Acteoside suppresses hepatocellular carcinoma progression via modulation of macrophage migration inhibitory factor and mitogen-activated protein kinase proteins.

This study investigated acteoside's (ACT) inhibition of hepatocellular carcinoma (HCC) progression via macrophage migration inhibitory factor (MIF) and MAPK signaling; immunohistochemistry and in situ hybridization assessed MIF/MAPK expression in HCC, cirrhotic, and normal tissues. The effects of ACT on HepG2 and Huh-7 cells were evaluated via CCK-8 assays, wound healing assays, and Transwell assays. Cell lines with MIF knockdown or overexpression were established to explore MIF's role. Western blotting analyzed autophagy, apoptosis, and metastasis-related proteins. A rat HCC model validated in vitro findings using PCR, immunohistochemistry, and Western blot analysis. The research results suggest that the expression of MIF and MAPK-related proteins is upregulated in HCC and cirrhotic tissues.

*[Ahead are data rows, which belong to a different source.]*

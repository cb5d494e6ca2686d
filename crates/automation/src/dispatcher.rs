//! Automation Dispatcher — the single entry point for change-event
//! callbacks, authenticated external webhooks, and scan/sync triggers.
//! Verifies auth, drops duplicate events, normalizes the payload, and
//! hands it to the Processor.

use cw_domain::event::{EventEnvelope, EventType};

use crate::store::idempotency::IdempotencyStore;
use crate::webhook_auth::{check_static_token, verify_hmac, AuthFailure};

pub struct DispatcherConfig {
    pub api_key: Option<String>,
    pub signature_secret: Option<String>,
    pub timestamp_tolerance_seconds: i64,
}

#[derive(Debug, Clone, Copy, PartialEq, Eq)]
pub enum DispatchOutcome {
    /// Accepted and handed off to the Processor.
    Accepted,
    /// Authentication failed — logged, not replied to.
    AuthFailed,
    /// Duplicate event id — 200 with no-op log.
    Duplicate,
}

pub struct Dispatcher<'a> {
    pub config: &'a DispatcherConfig,
    pub idempotency: &'a IdempotencyStore,
}

impl<'a> Dispatcher<'a> {
    /// Verify the static API key / verification token for this request.
    pub fn authenticate_static(&self, provided_key: Option<&str>) -> Result<(), AuthFailure> {
        match &self.config.api_key {
            Some(expected) => check_static_token(provided_key, expected),
            None => Ok(()),
        }
    }

    /// Verify an optional HMAC signature over `timestamp + "." + body`.
    pub fn authenticate_hmac(
        &self,
        timestamp: i64,
        now: i64,
        body: &[u8],
        signature_header: Option<&str>,
    ) -> Result<(), AuthFailure> {
        match &self.config.signature_secret {
            Some(secret) => {
                let header = signature_header.ok_or(AuthFailure::MissingCredential)?;
                verify_hmac(secret, timestamp, now, self.config.timestamp_tolerance_seconds, body, header)
            }
            None => Ok(()),
        }
    }

    /// Accepts a normalized event envelope: authenticates, deduplicates,
    /// and reports what happened to it. The caller (HTTP handler) is
    /// responsible for actually invoking the Processor on `Accepted`.
    pub async fn accept(
        &self,
        envelope: &EventEnvelope,
        provided_key: Option<&str>,
        hmac_timestamp: Option<i64>,
        now: i64,
        raw_body: &[u8],
        signature_header: Option<&str>,
    ) -> DispatchOutcome {
        if self.authenticate_static(provided_key).is_err() {
            return DispatchOutcome::AuthFailed;
        }
        if let Some(ts) = hmac_timestamp {
            if self.authenticate_hmac(ts, now, raw_body, signature_header).is_err() {
                return DispatchOutcome::AuthFailed;
            }
        }
        if !self.idempotency.claim_event(&envelope.event_id).await {
            return DispatchOutcome::Duplicate;
        }
        DispatchOutcome::Accepted
    }
}

/// Normalizes a raw webhook payload into `(table_id, record_id, event_type)`.
/// Returns `None` when required fields are missing — a classified,
/// non-retried normalization failure.
pub fn normalize_payload(payload: &serde_json::Value) -> Option<(String, String, EventType)> {
    let table_id = payload.get("table_id")?.as_str()?.to_string();
    let record_id = payload.get("record_id")?.as_str()?.to_string();
    let event_type = match payload.get("event_type")?.as_str()? {
        "created" => EventType::Created,
        "updated" => EventType::Updated,
        "field_changed" => EventType::FieldChanged,
        "schema_changed" => EventType::SchemaChanged,
        _ => return None,
    };
    Some((table_id, record_id, event_type))
}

ACT significantly suppressed HepG2 and Huh-7 cell proliferation, migration, and invasion. It downregulated MIF, p-ERK, N-cadherin, VEGF, and Bcl-2 while upregulating p-JNK, p-p38 MAPK, Beclin-1, LC3B, Bax, and E-cadherin. In vivo, ACT reduced MIF, p-ERK, Bcl-2, and MMP-2 expression and increased p-JNK and p-p38 MAPK levels. Based on the above results, this study concludes that the progression of HCC progression is associated with elevated MIF and MAPK activation. ACT suppresses HCC by modulating MIF and altering MAPK phosphorylation, promoting autophagy and apoptosis while inhibiting invasion and migration.